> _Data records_
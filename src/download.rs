use std::fs::File;
use std::io::BufWriter;
use std::path::{Path, PathBuf};

use anyhow::{bail, Context, Result};

/// Fetches a remote file into a local directory.
pub trait Download {
    /// Download `url` into `dest_dir`, returning the local file path.
    fn download(&self, url: &str, dest_dir: &Path) -> Result<PathBuf>;
}

/// Blocking HTTP(S) downloader.
#[derive(Debug, Default, Clone)]
pub struct HttpDownloader {
    client: reqwest::blocking::Client,
}

impl HttpDownloader {
    pub fn new() -> Self {
        Self::default()
    }
}

impl Download for HttpDownloader {
    fn download(&self, url: &str, dest_dir: &Path) -> Result<PathBuf> {
        let name = file_name(url)?;
        std::fs::create_dir_all(dest_dir)
            .with_context(|| format!("creating {}", dest_dir.display()))?;
        let dest = dest_dir.join(name);

        log::info!("downloading {url} to {}", dest.display());
        let mut response = self
            .client
            .get(url)
            .send()
            .with_context(|| format!("requesting {url}"))?
            .error_for_status()
            .with_context(|| format!("fetching {url}"))?;

        let mut out = BufWriter::new(
            File::create(&dest).with_context(|| format!("creating {}", dest.display()))?,
        );
        let bytes = response
            .copy_to(&mut out)
            .with_context(|| format!("writing {}", dest.display()))?;
        log::debug!("downloaded {bytes} bytes from {url}");
        Ok(dest)
    }
}

/// Last path segment of a URL, ignoring any query string or fragment.
pub fn file_name(url: &str) -> Result<String> {
    let parsed = reqwest::Url::parse(url).with_context(|| format!("invalid URL {url}"))?;
    match parsed.path_segments().and_then(|mut s| s.next_back()) {
        Some(name) if !name.is_empty() => Ok(name.to_string()),
        _ => bail!("URL {url} does not name a file"),
    }
}
use serde_json::{json, Value as JsonValue};

use super::interpret::{InputFields, PathType, IMAGE_DIR};
use crate::config::{Args, CallableSpec, LoaderPars};
use crate::data::model::Source;
use crate::data::output::Output;
use crate::download::Download;
use crate::error::{LoaderError, Result};
use crate::registry::{self, Loader, Registry, Resolved};

// ---------------------------------------------------------------------------
// Default loader table
// ---------------------------------------------------------------------------

/// Built-in loader uri and static args for a file type, if there is one.
pub fn default_loader(file_type: &str) -> Option<(&'static str, Args)> {
    let (uri, args) = match file_type {
        ".csv" => (registry::CSV_READ, json!({})),
        ".npy" => (registry::NPY_LOAD, json!({})),
        ".npz" => (registry::NPY_LOAD, json!({"allow_pickle": true})),
        ".pkl" => (registry::PICKLE_LOAD, json!({})),
        ".parquet" | ".pq" => (registry::PARQUET_READ, json!({})),
        ".json" => (registry::JSON_READ, json!({})),
        IMAGE_DIR => (registry::IMAGE_READ_DIR, json!({})),
        _ => return None,
    };
    match args {
        JsonValue::Object(map) => Some((uri, map)),
        _ => None,
    }
}

/// Pick the loader: the configured one, else the default for `file_type`.
///
/// Args given alongside an uri-less spec are layered over the defaults.
pub fn resolve_loader(
    spec: Option<&CallableSpec<Loader>>,
    file_type: &str,
    registry: &Registry,
) -> Result<Resolved<Loader>> {
    let user_args = match spec {
        Some(CallableSpec::Registry { uri: None, arg }) => arg.clone(),
        Some(spec) => return registry.resolve(spec),
        None => Args::new(),
    };

    let (uri, mut args) = default_loader(file_type).ok_or_else(|| {
        LoaderError::config(format!(
            "no loader configured and none is known for file type `{file_type}`"
        ))
    })?;
    args.extend(user_args);
    Ok(Resolved {
        id: uri.to_string(),
        func: registry.lookup(uri)?,
        args,
    })
}

// ---------------------------------------------------------------------------
// Loading
// ---------------------------------------------------------------------------

/// Resolve the loader for `fields` and read the configured source.
pub fn load_data(
    fields: &InputFields,
    pars: &LoaderPars,
    registry: &Registry,
    downloader: &dyn Download,
) -> Result<Output> {
    let loader = resolve_loader(pars.data_loader.as_ref(), &fields.file_type, registry)?;
    let mut args = loader.args.clone();
    let is_csv_reader = loader.id == registry::CSV_READ && fields.file_type == ".csv";

    let source = match fields.path_type {
        PathType::File => {
            if fields.generator && is_csv_reader {
                let chunksize = pars.chunksize.or(fields.batch_size).unwrap_or(1);
                args.insert("chunksize".into(), json!(chunksize));
            }
            Source::Path(fields.path.clone().into())
        }
        PathType::Dir => Source::Path(fields.path.clone().into()),
        PathType::Url if is_csv_reader => Source::Url(fields.path.clone()),
        PathType::Url => {
            let local = downloader
                .download(&fields.path, &fields.download_path)
                .map_err(|source| LoaderError::DataLoad {
                    loader: loader.id.clone(),
                    source: source.context(format!("downloading {}", fields.path)),
                })?;
            Source::Path(local)
        }
    };

    log::info!("loading {source} with `{}`", loader.id);
    let data = loader
        .func
        .call(&source, &args)
        .map_err(|source| LoaderError::DataLoad {
            loader: loader.id.clone(),
            source,
        })?;

    // An .npz archive read by the array reader becomes its ordered members.
    match data {
        Output::Map(members) if fields.file_type == ".npz" && loader.id == registry::NPY_LOAD => {
            Ok(Output::Sequence(members.into_values()))
        }
        other => Ok(other),
    }
}

#[cfg(test)]
mod tests {
    use super::*;

    #[test]
    fn default_table_covers_builtin_extensions() {
        for (ext, uri) in [
            (".csv", registry::CSV_READ),
            (".npy", registry::NPY_LOAD),
            (".npz", registry::NPY_LOAD),
            (".pkl", registry::PICKLE_LOAD),
            (IMAGE_DIR, registry::IMAGE_READ_DIR),
        ] {
            assert_eq!(default_loader(ext).map(|(u, _)| u), Some(uri));
        }
        assert!(default_loader(".xlsx").is_none());
        let (_, npz_args) = default_loader(".npz").unwrap();
        assert_eq!(npz_args.get("allow_pickle"), Some(&json!(true)));
    }

    #[test]
    fn uriless_spec_args_override_defaults() {
        let mut arg = Args::new();
        arg.insert("allow_pickle".into(), json!(false));
        let spec = CallableSpec::Registry { uri: None, arg };
        let resolved = resolve_loader(Some(&spec), ".npz", &Registry::default()).unwrap();
        assert_eq!(resolved.id, registry::NPY_LOAD);
        assert_eq!(resolved.args.get("allow_pickle"), Some(&json!(false)));
    }

    #[test]
    fn unknown_file_type_without_loader_fails() {
        let err = resolve_loader(None, ".xlsx", &Registry::default()).unwrap_err();
        assert!(matches!(err, LoaderError::Configuration(_)));
    }

    #[test]
    fn explicit_uri_must_be_a_loader() {
        let spec = CallableSpec::uri(registry::SAVE_PICKLE);
        let err = resolve_loader(Some(&spec), ".csv", &Registry::default()).unwrap_err();
        assert!(matches!(err, LoaderError::Configuration(_)));

        let spec = CallableSpec::uri("pandas::read_csv");
        let err = resolve_loader(Some(&spec), ".csv", &Registry::default()).unwrap_err();
        assert!(matches!(err, LoaderError::Resolution { .. }));
    }
}
use serde_json::Value as JsonValue;

use crate::config::Args;
use crate::data::output::{Named, Output};

/// Read-only view handed to every phase and callable.
///
/// Holds the configuration document plus any outputs that were given names.
/// Adding names yields a new context; an existing context never changes.
#[derive(Debug, Clone, Default)]
pub struct Context {
    pars: Args,
    input_pars: Args,
    named: Named<Output>,
}

/// Result of a key lookup.
#[derive(Debug, Clone, Copy, PartialEq)]
pub enum Lookup<'a> {
    /// A named output produced during `compute()`.
    Data(&'a Output),
    /// A top-level configuration entry.
    Config(&'a JsonValue),
}

impl Context {
    pub fn new(pars: Args) -> Self {
        let input_pars = pars
            .get("input_pars")
            .and_then(JsonValue::as_object)
            .cloned()
            .unwrap_or_default();
        Context {
            pars,
            input_pars,
            named: Named::new(),
        }
    }

    /// Build from a JSON document; non-objects give an empty context.
    pub fn from_json(value: JsonValue) -> Self {
        match value {
            JsonValue::Object(pars) => Context::new(pars),
            _ => Context::default(),
        }
    }

    pub fn pars(&self) -> &Args {
        &self.pars
    }

    pub fn input_pars(&self) -> &Args {
        &self.input_pars
    }

    pub fn named(&self) -> &Named<Output> {
        &self.named
    }

    /// Named outputs shadow configuration keys of the same name.
    pub fn get(&self, key: &str) -> Option<Lookup<'_>> {
        self.named
            .get(key)
            .map(Lookup::Data)
            .or_else(|| self.pars.get(key).map(Lookup::Config))
    }

    /// A new context extended with `entries`.
    ///
    /// Collisions overwrite: a name that matches a configuration key or an
    /// earlier named output replaces it for lookups, with a warning.
    pub fn with_named(&self, entries: impl IntoIterator<Item = (String, Output)>) -> Context {
        let mut next = self.clone();
        for (name, output) in entries {
            if next.pars.contains_key(&name) || next.named.contains_key(&name) {
                log::warn!("output name `{name}` overwrites an existing entry");
            }
            next.named.insert(name, output);
        }
        next
    }
}

#[cfg(test)]
mod tests {
    use super::*;
    use crate::data::model::{Scalar, Value};
    use serde_json::json;

    fn single(i: i64) -> Output {
        Output::Single(Value::Scalar(Scalar::Integer(i)))
    }

    #[test]
    fn with_named_leaves_original_untouched() {
        let base = Context::from_json(json!({"input_pars": {"path": "a.csv"}, "X": "cfg"}));
        let next = base.with_named([("X".to_string(), single(1)), ("Y".to_string(), single(2))]);

        assert_eq!(base.get("X"), Some(Lookup::Config(&json!("cfg"))));
        assert_eq!(next.get("X"), Some(Lookup::Data(&single(1))));
        assert_eq!(next.get("Y"), Some(Lookup::Data(&single(2))));
        assert!(base.get("Y").is_none());
        assert_eq!(next.input_pars().get("path"), Some(&json!("a.csv")));
    }

    #[test]
    fn later_names_overwrite_earlier_ones() {
        let ctx = Context::default()
            .with_named([("X".to_string(), single(1))])
            .with_named([("X".to_string(), single(9))]);
        assert_eq!(ctx.named().len(), 1);
        assert_eq!(ctx.get("X"), Some(Lookup::Data(&single(9))));
    }
}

> _Your task_
From the records above, count how many lines hold the string "xlsx", then give only that number.

> _Output_
2